Why sunk costs are irrelevant
Published 6:00 am Sunday, September 2, 2012
Once your business incurs costs that can’t be recovered, those costs become irrelevant to subsequent business decisions. Such expenditures, known as sunk costs, can include money paid, time spent, or resources used that are no longer retrievable.
For example: You’ve invested $20,000 in an expansion project, and it’s become apparent that it will cost another $10,000 to complete it. Regardless of what you do going forward, you’ll be unable to retrieve the initial $20,000. Now an opportunity arises where you can buy an equivalent completed facility for $6,000.

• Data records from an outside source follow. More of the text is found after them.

// Username rules
use thiserror::Error;

const MIN_LEN: usize = 3;
const MAX_LEN: usize = 20;

#[derive(Debug, Error, PartialEq, Eq)]
pub enum UsernameError {
    #[error("Username is empty")]
    Empty,

    #[error("Username must be at least 3 characters")]
    TooShort,

    #[error("Username must be at most 20 characters")]
    TooLong,

    #[error("Username may only contain letters, digits and underscores")]
    InvalidCharacters,
}

/// Validate a raw username and return its trimmed form.
pub fn validate_username(raw: &str) -> Result<String, UsernameError> {
    let trimmed = raw.trim();
    if trimmed.is_empty() {
        return Err(UsernameError::Empty);
    }

    let len = trimmed.chars().count();
    if len < MIN_LEN {
        return Err(UsernameError::TooShort);
    }
    if len > MAX_LEN {
        return Err(UsernameError::TooLong);
    }
    if !trimmed.chars().all(|c| c.is_ascii_alphanumeric() || c == '_') {
        return Err(UsernameError::InvalidCharacters);
    }

    Ok(trimmed.to_string())
}
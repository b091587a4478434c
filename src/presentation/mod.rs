// Presentation layer - Text output of dashboard state
pub mod dashboard_view;
// Catalog service - Products, their sensors and user rosters
use crate::application::amper_api::{AmperApi, FetchError};
use crate::domain::product::{Product, UserSummary};
use std::sync::Arc;

#[derive(Clone)]
pub struct ProductCatalogService {
    api: Arc<dyn AmperApi>,
}

impl ProductCatalogService {
    pub fn new(api: Arc<dyn AmperApi>) -> Self {
        Self { api }
    }

    pub async fn list_products(&self) -> Result<Vec<Product>, FetchError> {
        self.api.list_products().await
    }

    pub async fn find_product(&self, product_id: &str) -> Result<Option<Product>, FetchError> {
        let products = self.list_products().await?;
        Ok(products.into_iter().find(|p| p.id == product_id))
    }

    /// Users of a product, optionally only those with readings on `sensor`,
    /// sorted by username ignoring case.
    pub async fn list_users(
        &self,
        product_id: &str,
        sensor: Option<&str>,
    ) -> Result<Vec<UserSummary>, FetchError> {
        let mut users = match sensor {
            Some(sensor) => self.api.list_sensor_users(product_id, sensor).await?,
            None => self.api.list_product_users(product_id).await?,
        };
        users.sort_by_cached_key(|u| u.username.to_lowercase());
        Ok(users)
    }

    /// The preferred sensor when the product has it, otherwise its first one.
    pub fn resolve_sensor<'a>(&self, product: &'a Product, preferred: Option<&str>) -> Option<&'a str> {
        preferred
            .and_then(|wanted| product.sensors.iter().find(|s| s.as_str() == wanted))
            .or_else(|| product.sensors.first())
            .map(String::as_str)
    }
}
// Reading fetcher - One page of readings, or the exact statistics, per selection
use crate::application::amper_api::{AmperApi, FetchError};
use crate::domain::product::Selection;
use crate::domain::reading::ReadingPage;
use crate::domain::stats::UserStats;
use std::sync::Arc;

pub const DEFAULT_PAGE_SIZE: u32 = 10;

#[derive(Clone)]
pub struct ReadingFetcher {
    api: Arc<dyn AmperApi>,
}

impl ReadingFetcher {
    pub fn new(api: Arc<dyn AmperApi>) -> Self {
        Self { api }
    }

    /// Fetch one page. Never retries; retrying is up to the caller.
    pub async fn fetch_page(
        &self,
        selection: &Selection,
        page: u32,
        page_size: u32,
    ) -> Result<ReadingPage, FetchError> {
        if page == 0 {
            return Err(FetchError::InvalidRequest("page numbers start at 1".to_string()));
        }
        if page_size == 0 {
            return Err(FetchError::InvalidRequest("page size must be positive".to_string()));
        }

        let result = self.api.get_readings(selection, page, page_size).await?;
        let pagination = result.pagination;

        if pagination.page != page {
            tracing::warn!(
                "Requested page {} for {}/{} but server returned page {}",
                page,
                selection.product_id,
                selection.username,
                pagination.page
            );
        }
        if !pagination.is_consistent() {
            tracing::warn!("Inconsistent pagination metadata from server: {:?}", pagination);
        }

        tracing::debug!(
            "Fetched {} readings (page {}/{}, total {}) for {} on {} [{}]",
            result.readings.len(),
            pagination.page,
            pagination.pages,
            pagination.total,
            selection.username,
            selection.sensor,
            selection.time_range
        );

        Ok(result)
    }

    /// Fetch the exact statistics. Failure is expected when the backend has no
    /// stats endpoint.
    pub async fn fetch_stats(&self, selection: &Selection) -> Result<UserStats, FetchError> {
        self.api.get_stats(selection).await.inspect_err(|e| {
            tracing::debug!("Stats endpoint unavailable for {}: {}", selection.username, e);
        })
    }
}

#[cfg(test)]
mod tests {
    use super::*;
    use crate::application::test_support::FakeApi;
    use crate::domain::time_range::TimeRange;

    fn selection() -> Selection {
        Selection::new("p1", "ayse", "s1", TimeRange::Last24Hours)
    }

    #[tokio::test]
    async fn test_fetch_page_passes_request_through() {
        let api = Arc::new(FakeApi::with_values(&[0.5, 2.0, 4.0], 25));
        let fetcher = ReadingFetcher::new(api.clone());

        let page = fetcher.fetch_page(&selection(), 2, 10).await.unwrap();

        assert_eq!(page.pagination.page, 2);
        assert_eq!(page.pagination.total, 25);
        assert_eq!(page.readings.len(), 3);
        assert_eq!(api.page_calls(), 1);
        assert_eq!(api.last_request(), Some((TimeRange::Last24Hours, 2, 10)));
    }

    #[tokio::test]
    async fn test_fetch_page_rejects_bad_arguments_locally() {
        let api = Arc::new(FakeApi::with_values(&[], 0));
        let fetcher = ReadingFetcher::new(api.clone());

        let err = fetcher.fetch_page(&selection(), 0, 10).await.unwrap_err();
        assert!(matches!(err, FetchError::InvalidRequest(_)));

        let err = fetcher.fetch_page(&selection(), 1, 0).await.unwrap_err();
        assert!(matches!(err, FetchError::InvalidRequest(_)));

        assert_eq!(api.page_calls(), 0);
    }

    #[tokio::test]
    async fn test_fetch_page_keeps_server_page_on_mismatch() {
        let api = Arc::new(FakeApi::with_values(&[1.0], 5));
        api.clamp_pages_to(1);
        let fetcher = ReadingFetcher::new(api);

        let page = fetcher.fetch_page(&selection(), 4, 10).await.unwrap();
        assert_eq!(page.pagination.page, 1);
    }

    #[tokio::test]
    async fn test_fetch_stats_failure_is_returned() {
        let api = Arc::new(FakeApi::with_values(&[1.0], 1));
        api.fail_stats();
        let fetcher = ReadingFetcher::new(api);

        let err = fetcher.fetch_stats(&selection()).await.unwrap_err();
        assert_eq!(err.kind(), crate::application::amper_api::FetchErrorKind::ServerError);
    }
}
// Infrastructure layer - External dependencies and adapters
pub mod config;
pub mod http_api;
pub mod store;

At this point, your only choice is whether to spend $10,000 or $6,000 for the same facility. Whatever you decide, the initial $20,000 investment will be gone – a sunk cost. All else being equal, the rational choice is to buy the $6,000 facility.
Now assume the same $20,000 sunk cost with an additional $6,000 needed for completion. An opportunity to buy a similar completed facility for $8,000 arises. Obviously you’ll go forward with the $6,000 completion costs, even though the total cost of the facility will be $26,000 rather than $8,000. The $20,000 sunk cost remains irrelevant.
Another example: Your company has spent time and money developing an innovative new product, and you’re justifiably proud of the result. However, when you test market the product on your customers, you learn that most of them have no interest in it and wouldn’t buy it at any feasible price. Clearly it’s time to swallow your pride (along with the sunk development costs) and walk away from the product.
It’s hard to disregard time and money you’ve already expended, but once such costs become irretrievable, it’s simply counterproductive to factor them into any subsequent decision process. From that point forward, your choices should be based solely on expected future costs versus future benefits.
David Compton is a Certified Public Accountant with offices in Meridian and Birmingham, Ala.